My husband and I celebrated our 1st wedding anniversary last month over Thanksgiving weekend. It was also 8 months from the day I went to the hopsital and Gabby no longer had a heart beat.

I thought of how we should have been spending the day with our 1 month old daughter. How we should be settling into some rough draft of a routine. How we should be brainstorming a list for her first Christmas.

We put the Christmas tree up, Mark Colin and I, and as we took out each of the ornaments I paid especially close attention to the ones from my childhood. The ornament from my first Christmas (I was a ridiculously chubby baby.. Colin will tell you I was "fat"... I still prefer chubby), the one from my first ballet recital, the one from when I turned 16 (a pink convertible). It made me think of our daughter. It made me think of the tradition I should have been passing on to her: purchasing that special ornament each holiday season to show her milestones. Gabrielle and Ryan will never have any milestones. They never had the chance. We were robbed of the opportunity.

We put up our stockings, with our NOEL stocking holders, over the fireplace. We hung our red and green stockings with our initials.... M. K. C. The L of NOEL was empty. It reminded me as I looked at the off balance letters of the emptiness. It reminded me that Gabby and Ryan will never run down the stairs on Christmas morning to see what Santa left for them in their stockings.

Don't get me wrong. At the same exact moment of all of these thoughts, I very much think of what our son or daughter will be doing next year on their first Christmas.

I have such conflicting feelings right now. Feelings of grief and joy. Despair and hope. Feelings that really don't logically make any sense put together.... but that's how I feel.

I don't talk of this with anyone. Not even my husband. It's not that he wouldn't care or wouldn't understand, but right now I really don't want to bring him down. I bottle this up inside and it eats at me.

Often times I feel guilty for being happy and excited for the baby in a strange way... almost as if I'm betraying Gabby and Ryan. Like they would think I'm forgetting them or that they aren't as important to me anymore. Like I'm moving on..... and I'm not. I don't want to move on. I refuse to. I won't leave them behind.

I'm moving forward. I'm excited at the weeks and months and years ahead of us. I'm excited for us to find out the gender of our baby, get the house ready for them, and to finally hold him or her in my arms.

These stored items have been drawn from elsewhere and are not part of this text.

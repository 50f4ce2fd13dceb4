use relative_path::{RelativePath, RelativePathBuf};
use std::path::Path;

/* 📖 # Why use RelativePathBuf for FilePath?

Configuration files are addressed relative to the directory the service was started
in (`conf/settings.toml`, `conf/.secrets.toml`). Keeping PAL paths relative makes the
same settings code work against RealPal's base directory and MockPal's in-memory map.
*/

/// Path of a file relative to the PAL's base directory.
///
/// ```
/// use typereg_base::FilePath;
///
/// let settings = FilePath::from("conf/settings.toml");
/// assert_eq!(settings.to_string(), "conf/settings.toml");
/// ```
#[derive(Debug, Clone, PartialEq, Eq, Hash)]
pub struct FilePath(RelativePathBuf);

impl FilePath {
    pub fn as_relative(&self) -> &RelativePath {
        &self.0
    }

    /// Relative path portion as a std Path, without any base directory.
    pub fn as_path(&self) -> &Path {
        Path::new(self.0.as_str())
    }
}

impl From<&str> for FilePath {
    fn from(s: &str) -> Self {
        Self(RelativePathBuf::from(s))
    }
}

impl From<String> for FilePath {
    fn from(s: String) -> Self {
        Self(RelativePathBuf::from(s))
    }
}

impl std::fmt::Display for FilePath {
    fn fmt(&self, f: &mut std::fmt::Formatter<'_>) -> std::fmt::Result {
        write!(f, "{}", self.0)
    }
}
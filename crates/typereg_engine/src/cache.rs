/* 📖 # Why can't the cache be empty?

A `FormatCache` value only comes out of a successful `load()`. There is no "not yet
fetched" state to check on every request: the startup phase either gets a cache or
the process never starts serving.

Refresh fetches and parses the new document before taking the lock, then swaps one
`Arc`. Readers clone the current `Arc` under a read lock and query it without holding
anything, so a request sees either the old document or the new one, never a mix.
*/

use std::sync::Arc;
use std::time::Duration;

use parking_lot::RwLock;
use serde::Serialize;
use serde::ser::SerializeMap;
use tracing::{debug, info, instrument, warn};

use typereg_base::error::{ErrorKind, TypeRegError};
use typereg_base::{PalHandle, TypeRegResult};

use crate::formats::FormatDocument;

/// Key the document is stored under in the serialized cache.
pub const CACHE_KEY: &str = "dans_formats";
/// Key of the service version in the serialized cache.
pub const SERVICE_VERSION_KEY: &str = "service-version";

/// Where the format document is fetched from.
#[derive(Debug, Clone)]
pub struct FormatSource {
    pal: PalHandle,
    url: String,
    timeout: Duration,
}

impl FormatSource {
    pub fn new(pal: PalHandle, url: impl Into<String>, timeout: Duration) -> Self {
        Self {
            pal,
            url: url.into(),
            timeout,
        }
    }

    pub fn url(&self) -> &str {
        &self.url
    }

    /// GET the document. Anything but a 200 with a JSON body is an error.
    #[instrument(skip(self), fields(url = %self.url))]
    pub fn fetch(&self) -> TypeRegResult<FormatDocument> {
        let response = self.pal.http_get(&self.url, self.timeout)?;
        if response.status != 200 {
            warn!(status = response.status, "format source answered with an error status");
            return Err(Box::new(TypeRegError::new(ErrorKind::UpstreamStatus {
                url: self.url.clone(),
                status: response.status,
            })));
        }
        let document = FormatDocument::from_slice(&response.body).map_err(|e| {
            Box::new(TypeRegError::new(ErrorKind::UpstreamTransport {
                url: self.url.clone(),
                message: format!("response body is not valid JSON: {}", e),
            }))
        })?;
        debug!(body_size = response.body.len(), "fetched format document");
        Ok(document)
    }
}

/// One immutable state of the cache.
#[derive(Debug, Clone, PartialEq)]
pub struct CacheSnapshot {
    pub document: FormatDocument,
    pub service_version: String,
    /// Number of successful refreshes before this snapshot; 0 for the startup load.
    pub generation: u64,
}

impl CacheSnapshot {
    /// Serialize as `{"dans_formats": ..., "service-version": ...}`.
    pub fn to_json(&self) -> serde_json::Result<String> {
        serde_json::to_string(self)
    }
}

impl Serialize for CacheSnapshot {
    fn serialize<S: serde::Serializer>(&self, serializer: S) -> Result<S::Ok, S::Error> {
        let mut map = serializer.serialize_map(Some(2))?;
        map.serialize_entry(CACHE_KEY, &self.document)?;
        map.serialize_entry(SERVICE_VERSION_KEY, &self.service_version)?;
        map.end()
    }
}

/// Shared, swappable holder of the current format document.
///
/// Clones share the same slot.
#[derive(Debug, Clone)]
pub struct FormatCache {
    source: FormatSource,
    current: Arc<RwLock<Arc<CacheSnapshot>>>,
}

impl FormatCache {
    /// Fetch the document for the first time.
    pub fn load(source: FormatSource, service_version: impl Into<String>) -> TypeRegResult<Self> {
        let document = source.fetch()?;
        let snapshot = CacheSnapshot {
            document,
            service_version: service_version.into(),
            generation: 0,
        };
        info!(url = source.url(), "format document loaded");
        Ok(Self {
            source,
            current: Arc::new(RwLock::new(Arc::new(snapshot))),
        })
    }

    /// The current snapshot.
    pub fn get(&self) -> Arc<CacheSnapshot> {
        Arc::clone(&self.current.read())
    }

    /// Fetch the document again and replace the cached one.
    ///
    /// On failure the cached document stays as it was.
    pub fn refresh(&self) -> TypeRegResult<Arc<CacheSnapshot>> {
        let document = self.source.fetch()?;
        let mut current = self.current.write();
        let snapshot = Arc::new(CacheSnapshot {
            document,
            service_version: current.service_version.clone(),
            generation: current.generation + 1,
        });
        *current = Arc::clone(&snapshot);
        drop(current);
        info!(generation = snapshot.generation, "format document refreshed");
        Ok(snapshot)
    }

    pub fn service_version(&self) -> String {
        self.get().service_version.clone()
    }

    pub fn source(&self) -> &FormatSource {
        &self.source
    }
}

I feel others forgetting... like this baby is supposed to wipe out the past year of devastation. Like Gabby and Ryan "didn't count" or were "false alarms" or something of that nature. Noone has said that.... that's just how it feels.

so here I am coming clean. These are the main reasons I have fallen behind on my blog. In hindsight it probably would have been best to write, but I just couldn't. I was having a hard enough time processing all of these thoughts and emotions, much less put words to them.

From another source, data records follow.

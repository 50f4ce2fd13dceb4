/* 📖 # Why keep the format document as untyped JSON?

The registry document belongs to a third party and the service promises nothing about
its schema beyond "objects with a `format` list whose entries carry a
`file-extension`, grouped by objects carrying a `type` name". Keeping the
`serde_json::Value` tree means `GET /dans-formats` can hand it back exactly as
received (object key order included, via `preserve_order`), and fields the queries
don't know about never cause a parse failure.

The queries are two fixed traversals instead of a path-query language:

- extensions: every object anywhere in the tree with a `format` list contributes
  the `file-extension` of each entry, pre-order, in document order
- groups: every object anywhere in the tree with a `type` name is a type entry whose
  extensions are those of its own `format` array

A `format` holding a single object instead of a list counts as a list of one.
Anything else that doesn't fit (a `format` that is a string or number, an entry
without a string `file-extension`) is skipped, so a malformed document answers "no match"
instead of failing the request.
*/

use std::ops::ControlFlow;

use serde::ser::SerializeMap;
use serde::{Serialize, Serializer};
use serde_json::{Map, Value};

pub const FORMAT_FIELD: &str = "format";
pub const TYPE_FIELD: &str = "type";
pub const EXTENSION_FIELD: &str = "file-extension";

/// The cached format registry document.
#[derive(Debug, Clone, PartialEq)]
pub struct FormatDocument(Value);

/// Extensions of the formats belonging to one type entry.
#[derive(Debug, Clone, PartialEq, Eq)]
pub struct TypeGroup {
    pub name: String,
    pub extensions: Vec<String>,
}

/// Serialized as a single-key object: `{"Text": ["txt", "csv"]}`.
impl Serialize for TypeGroup {
    fn serialize<S: Serializer>(&self, serializer: S) -> Result<S::Ok, S::Error> {
        let mut map = serializer.serialize_map(Some(1))?;
        map.serialize_entry(&self.name, &self.extensions)?;
        map.end()
    }
}

/// Visit every object in the tree, parents before children, in document order.
fn walk_objects<'a, F>(value: &'a Value, visit: &mut F) -> ControlFlow<()>
where
    F: FnMut(&'a Map<String, Value>) -> ControlFlow<()>,
{
    match value {
        Value::Object(map) => {
            visit(map)?;
            for child in map.values() {
                walk_objects(child, visit)?;
            }
        }
        Value::Array(items) => {
            for item in items {
                walk_objects(item, visit)?;
            }
        }
        _ => {}
    }
    ControlFlow::Continue(())
}

/// Entries of an object's `format` field. A lone object counts as a one-entry list.
fn format_entries(object: &Map<String, Value>) -> &[Value] {
    match object.get(FORMAT_FIELD) {
        Some(Value::Array(entries)) => entries,
        Some(entry @ Value::Object(_)) => std::slice::from_ref(entry),
        _ => &[],
    }
}

fn extensions_of(object: &Map<String, Value>) -> impl Iterator<Item = &str> {
    format_entries(object)
        .iter()
        .filter_map(|entry| entry.get(EXTENSION_FIELD)?.as_str())
}

impl FormatDocument {
    pub fn new(value: Value) -> Self {
        Self(value)
    }

    /// Parse a document from raw JSON bytes.
    pub fn from_slice(bytes: &[u8]) -> serde_json::Result<Self> {
        serde_json::from_slice(bytes).map(Self)
    }

    pub fn as_value(&self) -> &Value {
        &self.0
    }

    /// Whether any format in the document has exactly this file extension.
    ///
    /// The comparison is case-sensitive and stops at the first match.
    pub fn check(&self, extension: &str) -> bool {
        let flow = walk_objects(&self.0, &mut |object| {
            if extensions_of(object).any(|candidate| candidate == extension) {
                ControlFlow::Break(())
            } else {
                ControlFlow::Continue(())
            }
        });
        flow.is_break()
    }

    /// Every format's file extension in document order, duplicates included.
    pub fn list_extensions(&self) -> Vec<String> {
        let mut extensions = Vec::new();
        let _ = walk_objects(&self.0, &mut |object| {
            extensions.extend(extensions_of(object).map(str::to_string));
            ControlFlow::Continue(())
        });
        extensions
    }

    /// One group per type entry in document order, including types without formats.
    ///
    /// A `type` holding an array of names yields one group per name, all sharing the
    /// entry's format list.
    pub fn list_grouped(&self) -> Vec<TypeGroup> {
        let mut groups = Vec::new();
        let _ = walk_objects(&self.0, &mut |object| {
            let names: Vec<&str> = match object.get(TYPE_FIELD) {
                Some(Value::String(name)) => vec![name.as_str()],
                Some(Value::Array(names)) => names.iter().filter_map(Value::as_str).collect(),
                _ => return ControlFlow::Continue(()),
            };
            let extensions: Vec<String> = extensions_of(object).map(str::to_string).collect();
            for name in names {
                groups.push(TypeGroup {
                    name: name.to_string(),
                    extensions: extensions.clone(),
                });
            }
            ControlFlow::Continue(())
        });
        groups
    }

    /// Names of all type entries, in document order.
    pub fn type_names(&self) -> Vec<String> {
        self.list_grouped().into_iter().map(|group| group.name).collect()
    }
}

impl Serialize for FormatDocument {
    fn serialize<S: Serializer>(&self, serializer: S) -> Result<S::Ok, S::Error> {
        self.0.serialize(serializer)
    }
}
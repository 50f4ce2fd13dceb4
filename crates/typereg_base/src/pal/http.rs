/* 📖 # Why a dedicated HTTP module in the PAL?

The service both serves HTTP (the lookup API) and consumes HTTP (the remote format
source). Both directions are expressed with the plain types in this module so that
RealPal can back them with tiny_http and reqwest while MockPal answers them from memory.

- **Testable web services**: MockPal routes requests straight into the service
- **Testable upstream**: MockPal serves canned responses for registered URLs
- **Synchronous simplicity**: a thread per request, no async runtime
*/

use std::collections::HashMap;
use std::sync::Arc;
use std::sync::atomic::{AtomicBool, Ordering};

/// HTTP methods supported by the service.
#[derive(Debug, Clone, PartialEq, Eq, Hash)]
pub enum HttpMethod {
    Get,
    Post,
    Put,
    Delete,
    Patch,
    Head,
    Options,
}

impl HttpMethod {
    /// Parse an HTTP method from a string.
    pub fn parse(method: &str) -> Option<Self> {
        match method.to_uppercase().as_str() {
            "GET" => Some(Self::Get),
            "POST" => Some(Self::Post),
            "PUT" => Some(Self::Put),
            "DELETE" => Some(Self::Delete),
            "PATCH" => Some(Self::Patch),
            "HEAD" => Some(Self::Head),
            "OPTIONS" => Some(Self::Options),
            _ => None,
        }
    }

    pub fn as_str(&self) -> &'static str {
        match self {
            Self::Get => "GET",
            Self::Post => "POST",
            Self::Put => "PUT",
            Self::Delete => "DELETE",
            Self::Patch => "PATCH",
            Self::Head => "HEAD",
            Self::Options => "OPTIONS",
        }
    }
}

impl std::fmt::Display for HttpMethod {
    fn fmt(&self, f: &mut std::fmt::Formatter<'_>) -> std::fmt::Result {
        write!(f, "{}", self.as_str())
    }
}

/// HTTP headers collection. Header names are case-insensitive.
#[derive(Debug, Clone, Default, PartialEq, Eq)]
pub struct HttpHeaders {
    inner: HashMap<String, String>,
}

impl HttpHeaders {
    pub fn new() -> Self {
        Self {
            inner: HashMap::new(),
        }
    }

    /// Insert a header, replacing any value stored under the same name.
    pub fn insert(&mut self, key: impl Into<String>, value: impl Into<String>) {
        self.inner
            .insert(key.into().to_ascii_lowercase(), value.into());
    }

    pub fn get(&self, key: &str) -> Option<&String> {
        self.inner.get(&key.to_ascii_lowercase())
    }

    pub fn contains(&self, key: &str) -> bool {
        self.inner.contains_key(&key.to_ascii_lowercase())
    }

    pub fn remove(&mut self, key: &str) -> Option<String> {
        self.inner.remove(&key.to_ascii_lowercase())
    }

    /// Iterate over `(lowercase name, value)` pairs.
    pub fn iter(&self) -> impl Iterator<Item = (&str, &str)> {
        self.inner.iter().map(|(k, v)| (k.as_str(), v.as_str()))
    }

    pub fn len(&self) -> usize {
        self.inner.len()
    }

    pub fn is_empty(&self) -> bool {
        self.inner.is_empty()
    }
}

/// HTTP message body.
#[derive(Clone, Default, PartialEq, Eq)]
pub struct HttpBody(Vec<u8>);

impl HttpBody {
    pub fn empty() -> Self {
        Self(vec![])
    }

    pub fn from_bytes(bytes: Vec<u8>) -> Self {
        Self(bytes)
    }

    pub fn as_bytes(&self) -> &[u8] {
        &self.0
    }

    /// Content as a string if valid UTF-8.
    pub fn as_string(&self) -> Option<String> {
        String::from_utf8(self.0.clone()).ok()
    }

    pub fn is_empty(&self) -> bool {
        self.0.is_empty()
    }

    pub fn len(&self) -> usize {
        self.0.len()
    }

    pub fn into_bytes(self) -> Vec<u8> {
        self.0
    }
}

impl std::fmt::Debug for HttpBody {
    fn fmt(&self, f: &mut std::fmt::Formatter<'_>) -> std::fmt::Result {
        f.debug_tuple("HttpBody").field(&self.0.len()).finish()
    }
}

impl From<Vec<u8>> for HttpBody {
    fn from(v: Vec<u8>) -> Self {
        Self(v)
    }
}

impl From<String> for HttpBody {
    fn from(s: String) -> Self {
        Self(s.into_bytes())
    }
}

impl From<&str> for HttpBody {
    fn from(s: &str) -> Self {
        Self(s.as_bytes().to_vec())
    }
}

/// Incoming HTTP request.
#[derive(Debug, Clone, PartialEq, Eq)]
pub struct HttpRequest {
    method: HttpMethod,
    path: String,
    headers: HttpHeaders,
    body: HttpBody,
}

impl HttpRequest {
    /// Create a new request. `path` may carry a query string.
    pub fn new(method: HttpMethod, path: impl Into<String>) -> Self {
        Self {
            method,
            path: path.into(),
            headers: HttpHeaders::new(),
            body: HttpBody::empty(),
        }
    }

    pub fn method(&self) -> &HttpMethod {
        &self.method
    }

    /// Full request target, including any query string.
    pub fn path(&self) -> &str {
        &self.path
    }

    /// Request target with the query string removed.
    pub fn route_path(&self) -> &str {
        self.path.split('?').next().unwrap_or(&self.path)
    }

    pub fn headers(&self) -> &HttpHeaders {
        &self.headers
    }

    pub fn headers_mut(&mut self) -> &mut HttpHeaders {
        &mut self.headers
    }

    pub fn body(&self) -> &HttpBody {
        &self.body
    }

    pub fn with_body(mut self, body: impl Into<HttpBody>) -> Self {
        self.body = body.into();
        self
    }

    pub fn with_header(mut self, key: impl Into<String>, value: impl Into<String>) -> Self {
        self.headers.insert(key, value);
        self
    }
}

/// HTTP status codes produced by the service.
#[derive(Debug, Clone, Copy, PartialEq, Eq)]
pub enum HttpStatusCode {
    Ok = 200,
    NoContent = 204,
    BadRequest = 400,
    Unauthorized = 401,
    NotFound = 404,
    MethodNotAllowed = 405,
    /// Returned by the server layer when a service fails with an unexpected error.
    NetworkConnectTimeoutError = 599,
}

impl HttpStatusCode {
    pub fn as_u16(&self) -> u16 {
        *self as u16
    }

    pub fn reason_phrase(&self) -> &'static str {
        match self {
            Self::Ok => "OK",
            Self::NoContent => "No Content",
            Self::BadRequest => "Bad Request",
            Self::Unauthorized => "Unauthorized",
            Self::NotFound => "Not Found",
            Self::MethodNotAllowed => "Method Not Allowed",
            Self::NetworkConnectTimeoutError => "Network Connect Timeout Error",
        }
    }
}

/// Outgoing HTTP response.
#[derive(Debug, Clone, PartialEq, Eq)]
pub struct HttpResponse {
    status: HttpStatusCode,
    headers: HttpHeaders,
    body: HttpBody,
}

impl HttpResponse {
    pub fn new(status: HttpStatusCode) -> Self {
        Self {
            status,
            headers: HttpHeaders::new(),
            body: HttpBody::empty(),
        }
    }

    pub fn ok() -> Self {
        Self::new(HttpStatusCode::Ok)
    }

    pub fn no_content() -> Self {
        Self::new(HttpStatusCode::NoContent)
    }

    pub fn status(&self) -> HttpStatusCode {
        self.status
    }

    pub fn headers(&self) -> &HttpHeaders {
        &self.headers
    }

    pub fn headers_mut(&mut self) -> &mut HttpHeaders {
        &mut self.headers
    }

    pub fn body(&self) -> &HttpBody {
        &self.body
    }

    pub fn into_body(self) -> HttpBody {
        self.body
    }

    pub fn with_body(mut self, body: impl Into<HttpBody>) -> Self {
        self.body = body.into();
        self
    }

    pub fn with_header(mut self, key: impl Into<String>, value: impl Into<String>) -> Self {
        self.headers.insert(key, value);
        self
    }

    pub fn with_content_type(self, content_type: impl Into<String>) -> Self {
        self.with_header("Content-Type", content_type)
    }

    pub fn with_status(mut self, status: HttpStatusCode) -> Self {
        self.status = status;
        self
    }

    /// Create a 200 response carrying an already serialized JSON body.
    pub fn json(body: impl Into<String>) -> Self {
        Self::ok()
            .with_content_type("application/json")
            .with_body(body.into())
    }

    pub fn text(body: impl Into<String>) -> Self {
        Self::ok()
            .with_content_type("text/plain")
            .with_body(body.into())
    }
}

/// Result of an outbound GET request.
///
/// Any status the remote answered with is a response, including 4xx/5xx; only
/// failures to obtain a response at all are errors.
#[derive(Debug, Clone, PartialEq, Eq)]
pub struct HttpFetchResponse {
    pub status: u16,
    pub body: Vec<u8>,
}

impl HttpFetchResponse {
    pub fn new(status: u16, body: impl Into<Vec<u8>>) -> Self {
        Self {
            status,
            body: body.into(),
        }
    }
}

/// Configuration for the HTTP server.
#[derive(Debug, Clone)]
pub struct HttpServerConfig {
    pub host: String,
    /// Port to listen on. If None, the OS will assign an available port.
    pub port: Option<u16>,
    /// Server name sent in the `Server` header.
    pub server_name: String,
}

impl HttpServerConfig {
    pub fn new(host: impl Into<String>) -> Self {
        Self {
            host: host.into(),
            port: None,
            server_name: "typereg".to_string(),
        }
    }

    pub fn with_port(mut self, port: u16) -> Self {
        self.port = Some(port);
        self
    }

    pub fn with_server_name(mut self, name: impl Into<String>) -> Self {
        self.server_name = name.into();
        self
    }

    /// Address string; port 0 lets the OS pick.
    pub fn address(&self) -> String {
        format!("{}:{}", self.host, self.port.unwrap_or(0))
    }
}

impl Default for HttpServerConfig {
    fn default() -> Self {
        Self::new("127.0.0.1")
    }
}

/* 📖 # Why a single HttpService trait?

The service receives raw HttpRequest objects and returns HttpResponse objects, doing
its own routing. Expected failures (bad credentials, upstream errors, unknown routes)
are ordinary responses with a 4xx status. An `Err` means something unexpected broke
and the server layer answers it with HTTP 599 so it stands out in logs and clients.
*/

/// Trait for handling HTTP requests.
pub trait HttpService: std::fmt::Debug + Send + Sync + 'static {
    /// Handle an HTTP request and return a response.
    fn handle_request(&self, request: HttpRequest) -> crate::TypeRegResult<HttpResponse>;
}

/// Handle to a running HTTP server.
///
/// Clones share one shutdown flag. Calling [`HttpServerHandle::shutdown`] stops the
/// accept loop; requests already being handled run to completion.
#[derive(Debug, Clone)]
pub struct HttpServerHandle {
    port: u16,
    shutdown: Arc<AtomicBool>,
}

impl HttpServerHandle {
    pub fn new(port: u16) -> Self {
        Self {
            port,
            shutdown: Arc::new(AtomicBool::new(false)),
        }
    }

    pub fn port(&self) -> u16 {
        self.port
    }

    pub fn address(&self, host: &str) -> String {
        format!("{}:{}", host, self.port)
    }

    pub fn shutdown(&self) {
        self.shutdown.store(true, Ordering::SeqCst);
    }

    pub fn is_shutdown(&self) -> bool {
        self.shutdown.load(Ordering::SeqCst)
    }

    /// Access the shutdown flag (for use by PAL implementations).
    pub fn shutdown_flag(&self) -> &Arc<AtomicBool> {
        &self.shutdown
    }
}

let's talk about sex, baby.... (gender, that is)

When I was pregnant with Gabby this question came up a lot....
"So what do you want... a boy or a girl?"

This pregnancy it has been an extremely common question, and I can't blame people.

This is what I really want: A healthy, living, breathing baby in my arms. A baby I can sing to and cuddle with and raise with my beloved husband. A baby I can watch grow and learn and explore. A baby I can love so much it hurts.

Gender really doesn't matter to me. Truly. I mean that 100%. I've become a firm believer that God gives us exactly what we're supposed to have.

My husband is 1 of 3 boys. I look at him with his brothers and even though they ages aren't necessarily close, they are about as close as it gets. It's beautiful.

So just because I have a living son doesn't mean that I'll be disappointed in another.

I just want a baby..... isn't that enough to be thankful for?